There are many who wonder what really happens in a music classroom. What can be gained from this time spent when there is so much else to learn to create a successful life? While the music classroom can be great fun, providing a profound sense of connection as well as freedom, it’s importantly a place where students, regardless of age or level, can develop skills that will guide them through the challenges of living and succeeding in the 21st century. The benefits are numerous, but let’s focus on three.

Music can be—

  • A driving force behind intuition.
  • An enjoyable, disciplined experience.
  • A remarkable enlivening of the human spirit.

It occurred to me by intuition, and music was the driving force behind that intuition. My discovery was the result of musical perception.”

~ Albert Einstein (when asked about his theory of relativity)

Green sound wave over fading oscilloscope graph background illustration

Green sound wave over fading oscilloscope graph background illustration

A 2010 Psychology Today “Imagine That!” article written by Michele and Robert Root-Bernstein examines how Einstein would often “take refuge in music,” and he even claims that “he often thought in terms of musical architectures.” Music moves through time and space creating physical and emotional sensations and feelings of tension, release, joy, and sorrow, all without a single word.  The vibrational frequency created by the instruments or voice, along with larger vibrations of resonance, move through time creating moment after moment of sensation and feeling during a piece of music, finally leading us to a sense of the whole at the end of the work. In the music classroom, we learn to listen deeply and in ways we might never have previously thought possible. Imagination, thinking in space and time, and listening to your intuition are all strengths needed in the world we live in today. In fact, recent writings, conversations, and observations about success in the 21st century are even beginning to describe the word entrepreneurship as a mindset, rather than what many of us might previously have defined as a project or company.

 

“The pleasure we feel in music springs from the obedience which is in it.”

~ Henry David Thoreau

Paul-Klee-(1879-1940), Insula dulcamara, 1938Paul Klee (1879-1940), Insula dulcamara, 1938
Klee was a musician for most of his life, often practicing the violin as a warm-up for painting. He naturally saw analogies between music and visual art such as in the transient nature of musical performance and the time-based processes of painting, or in the expressive power of color as being akin to that of musical sonority. In his lectures at the Bauhaus, Klee even compared the visual rhythm in drawings to the structural, percussive rhythms of a musical composition by the master of counterpoint, Johann Sebastian Bach.
See
Paul Klee at TheArtStory.org

When we’re actually involved in the process of creating music, we sense and feel the motion but we’re also fully engaged within the structure, working our way through the work, all along knowing how the overall architecture influences the expression of each moment. Performing music requires a tremendous amount of focus on many things all at the same time. There is a great need for skilled self-control and restraint; however, the rewards are extraordinary as Einstein is quoted as having experienced.
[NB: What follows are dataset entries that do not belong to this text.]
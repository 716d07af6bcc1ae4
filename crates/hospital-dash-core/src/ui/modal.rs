//! Overlay and dialog visibility.

/// Every dialog the dashboard can show.
#[derive(Debug, Clone, Copy, PartialEq, Eq, Hash)]
pub enum ModalId {
    AddPatient,
    ScheduleSurgery,
    ViewPatient,
    ViewSurgery,
    UpdateStatus,
    RestockSupply,
}

impl ModalId {
    pub const ALL: [ModalId; 6] = [
        ModalId::AddPatient,
        ModalId::ScheduleSurgery,
        ModalId::ViewPatient,
        ModalId::ViewSurgery,
        ModalId::UpdateStatus,
        ModalId::RestockSupply,
    ];

    /// Element id in the rendered markup.
    pub fn dom_id(&self) -> &'static str {
        match self {
            ModalId::AddPatient => "addPatientModal",
            ModalId::ScheduleSurgery => "scheduleSurgeryModal",
            ModalId::ViewPatient => "viewPatientModal",
            ModalId::ViewSurgery => "viewSurgeryModal",
            ModalId::UpdateStatus => "updateStatusModal",
            ModalId::RestockSupply => "restockSupplyModal",
        }
    }
}

/// Where a click inside the modal layer landed.
#[derive(Debug, Clone, Copy, PartialEq, Eq)]
pub enum ModalClick {
    Overlay,
    CloseControl,
    /// Inside a dialog's content; never closes
    Content,
}

/// Show/hide state for the overlay and dialogs.
///
/// Opening a second dialog while one is visible is allowed; callers avoid it.
#[derive(Debug, Clone, Default, PartialEq)]
pub struct ModalController {
    visible: Vec<ModalId>,
    scroll_locked: bool,
}

impl ModalController {
    /// Show the overlay and `id`, and lock background scroll.
    pub fn show(&mut self, id: ModalId) {
        if !self.visible.contains(&id) {
            self.visible.push(id);
        }
        self.scroll_locked = true;
    }

    /// Hide the overlay and every dialog, and restore scroll.
    pub fn close(&mut self) {
        self.visible.clear();
        self.scroll_locked = false;
    }

    /// Route a click; returns true when it closed the layer.
    pub fn click(&mut self, target: ModalClick) -> bool {
        match target {
            ModalClick::Overlay | ModalClick::CloseControl => {
                self.close();
                true
            }
            ModalClick::Content => false,
        }
    }

    pub fn overlay_visible(&self) -> bool {
        !self.visible.is_empty()
    }

    pub fn is_open(&self, id: ModalId) -> bool {
        self.visible.contains(&id)
    }

    /// Most recently shown dialog.
    pub fn active(&self) -> Option<ModalId> {
        self.visible.last().copied()
    }

    pub fn scroll_locked(&self) -> bool {
        self.scroll_locked
    }
}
“Music is a higher revelation than all wisdom and philosophy. Music is the electrical soil in which the spirit lives, thinks and invents.”

~ Ludwig van Beethoven

Every day through the internet, media, and traditional learning environments, we’re told what we should want, what we really need, and what we should do. These piece by piece bits of advice are not very meaningful without a larger understanding and context. The knowledge that’s gained throughout a musical composition—the combination of moment to moment feelings and sensations—deepens our understanding, not only of the individual moments but how they all fit together.  This blend of musical moments in time and space helps you make connections between things. It helps you to appreciate the richness and diversity of all of the information and ideas we hear every day. Music can influence how we respond to situations and events in our lives; it can affect our emotions, our behaviors, and how we view our memories.

Einstein said, “If I were not a physicist, I would probably be a musician. I often think in music. I live my daydreams in music. I see my life in terms of music.” We can all learn to experience and benefit from the many lessons in music.